• [Work task]
Scan the records for lines with the string "LevelFilter". Say how many there are, and add nothing.

• [Available records]
----------

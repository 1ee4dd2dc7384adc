//! Collection of model descriptors into a deduplicated node/edge graph.

use crate::error::VizError;
use crate::graph::cardinality::Cardinality;
use crate::graph::sanitize::sanitize;
use crate::model::{AssociationDescriptor, AssociationKind, ColumnDescriptor, ModelDescriptor};
use ahash::AHashSet;
use log::{debug, info};
use std::fmt;

/// Whether column detail is included in the diagram
#[derive(Debug, Clone, Copy, PartialEq, Eq, Default)]
pub enum Mode {
    /// Entities and relationships only
    #[default]
    Relations,
    /// Entities with their columns
    Columns,
}

impl Mode {
    /// Anything other than `columns` means relations; this never fails.
    pub fn parse_lenient(s: &str) -> Self {
        match s.trim().to_lowercase().as_str() {
            "columns" => Mode::Columns,
            _ => Mode::Relations,
        }
    }
}

impl From<&str> for Mode {
    fn from(s: &str) -> Self {
        Mode::parse_lenient(s)
    }
}

impl fmt::Display for Mode {
    fn fmt(&self, f: &mut fmt::Formatter<'_>) -> fmt::Result {
        match self {
            Mode::Relations => write!(f, "relations"),
            Mode::Columns => write!(f, "columns"),
        }
    }
}

/// One entity block in the diagram
#[derive(Debug, Clone, PartialEq, Eq)]
pub struct Node {
    /// Sanitized model name
    pub id: String,
    pub columns: Vec<ColumnDescriptor>,
}

/// A directed relationship between two sanitized ids
#[derive(Debug, Clone, PartialEq, Eq, Hash)]
pub struct Edge {
    pub from: String,
    pub to: String,
    pub relation: AssociationKind,
}

impl Edge {
    pub fn cardinality(&self) -> Cardinality {
        Cardinality::for_kind(&self.relation)
    }
}

/// Result of collection: nodes in model order, edges in first-seen order
#[derive(Debug, Clone, Default)]
pub struct GraphData {
    pub nodes: Vec<Node>,
    pub edges: Vec<Edge>,
}

impl GraphData {
    pub fn node_count(&self) -> usize {
        self.nodes.len()
    }

    pub fn edge_count(&self) -> usize {
        self.edges.len()
    }

    pub fn column_count(&self) -> usize {
        self.nodes.iter().map(|n| n.columns.len()).sum()
    }

    pub fn is_empty(&self) -> bool {
        self.nodes.is_empty()
    }
}

/// Target name for an association: the related model, or a
/// `Polymorphic(<name>)` placeholder when the target varies per record.
fn target_name(model: &ModelDescriptor, assoc: &AssociationDescriptor) -> Result<String, VizError> {
    if assoc.polymorphic {
        return Ok(format!("Polymorphic({})", assoc.name));
    }
    assoc
        .target
        .clone()
        .ok_or_else(|| VizError::UnresolvedTarget {
            model: model.name.clone(),
            association: assoc.name.clone(),
        })
}

/// Build the graph for `models`.
///
/// Fails as a whole if any non-polymorphic association has no resolvable
/// target; no partial graph is returned.
pub fn collect(models: &[ModelDescriptor], mode: Mode) -> Result<GraphData, VizError> {
    let mut nodes = Vec::with_capacity(models.len());
    let mut edges = Vec::new();
    let mut seen: AHashSet<Edge> = AHashSet::new();

    for model in models {
        let from = sanitize(&model.name);

        let columns = match mode {
            Mode::Columns => model.columns.clone(),
            Mode::Relations => Vec::new(),
        };
        nodes.push(Node {
            id: from.clone(),
            columns,
        });

        for assoc in &model.associations {
            let edge = Edge {
                from: from.clone(),
                to: sanitize(&target_name(model, assoc)?),
                relation: assoc.kind.clone(),
            };

            if !seen.insert(edge.clone()) {
                debug!(
                    "Skipping duplicate edge {} -> {} ({})",
                    edge.from, edge.to, edge.relation
                );
                continue;
            }
            edges.push(edge);
        }
    }

    info!(
        "Collected {} models and {} relationships ({} mode)",
        nodes.len(),
        edges.len(),
        mode
    );

    Ok(GraphData { nodes, edges })
}
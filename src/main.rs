// Allow dead code for items that are part of the public API but only used in tests
#![allow(dead_code)]

mod cmd;
mod config;
mod error;
mod graph;
mod model;

use clap::Parser;
use cmd::Cli;
use log::{debug, LevelFilter};
use std::str::FromStr;

fn main() {
    let cli = Cli::parse();

    let mut logger = env_logger::Builder::from_env(env_logger::Env::default());
    match cli.log_level.as_deref() {
        Some(level) => {
            let log_level = LevelFilter::from_str(level).unwrap_or_else(|_| {
                eprintln!("Invalid log level: {}. Using 'warn' instead.", level);
                LevelFilter::Warn
            });
            logger.filter_level(log_level);
        }
        None if std::env::var_os("RUST_LOG").is_none() => {
            logger.filter_level(LevelFilter::Warn);
        }
        None => {}
    }
    logger.init();

    debug!("Parsed arguments: {:?}", cli);

    if let Err(e) = cmd::run(cli) {
        eprintln!("{e:#}");
        std::process::exit(1);
    }
}
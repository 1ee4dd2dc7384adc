//! Standalone HTML page embedding the Mermaid ERD.

use crate::graph::collect::GraphData;
use crate::graph::format::mermaid;

/// Generate an HTML page that renders the diagram with Mermaid from a CDN
pub fn to_html(graph: &GraphData, title: &str) -> String {
    let mermaid_code = mermaid::to_mermaid(graph);

    let stats = format!(
        "{} models · {} columns · {} relationships",
        graph.node_count(),
        graph.column_count(),
        graph.edge_count()
    );

    format!(
        r##"<!DOCTYPE html>
<html lang="en">
<head>
  <meta charset="UTF-8">
  <meta name="viewport" content="width=device-width, initial-scale=1.0">
  <title>{title}</title>
  <script src="https://cdn.jsdelivr.net/npm/mermaid@10/dist/mermaid.min.js"></script>
  <style>
    body {{
      font-family: -apple-system, BlinkMacSystemFont, sans-serif;
      margin: 0;
      padding: 16px;
      color: #1f2328;
    }}

    header {{
      display: flex;
      justify-content: space-between;
      align-items: baseline;
      border-bottom: 1px solid #d0d7de;
      margin-bottom: 16px;
    }}

    .stats {{
      color: #656d76;
      font-size: 13px;
    }}

    .mermaid svg {{
      max-width: none !important;
    }}
  </style>
</head>
<body>
  <header>
    <h1>{title}</h1>
    <span class="stats">{stats}</span>
  </header>
  <pre class="mermaid">
{mermaid_code}
  </pre>
  <script>
    mermaid.initialize({{
      startOnLoad: true,
      maxTextSize: 500000,
      er: {{ useMaxWidth: false }}
    }});
  </script>
</body>
</html>
"##,
        title = escape_html(title),
        stats = stats,
        mermaid_code = escape_html(&mermaid_code),
    )
}

fn escape_html(s: &str) -> String {
    s.replace('&', "&amp;")
        .replace('<', "&lt;")
        .replace('>', "&gt;")
        .replace('"', "&quot;")
}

----------

• [Task result]
4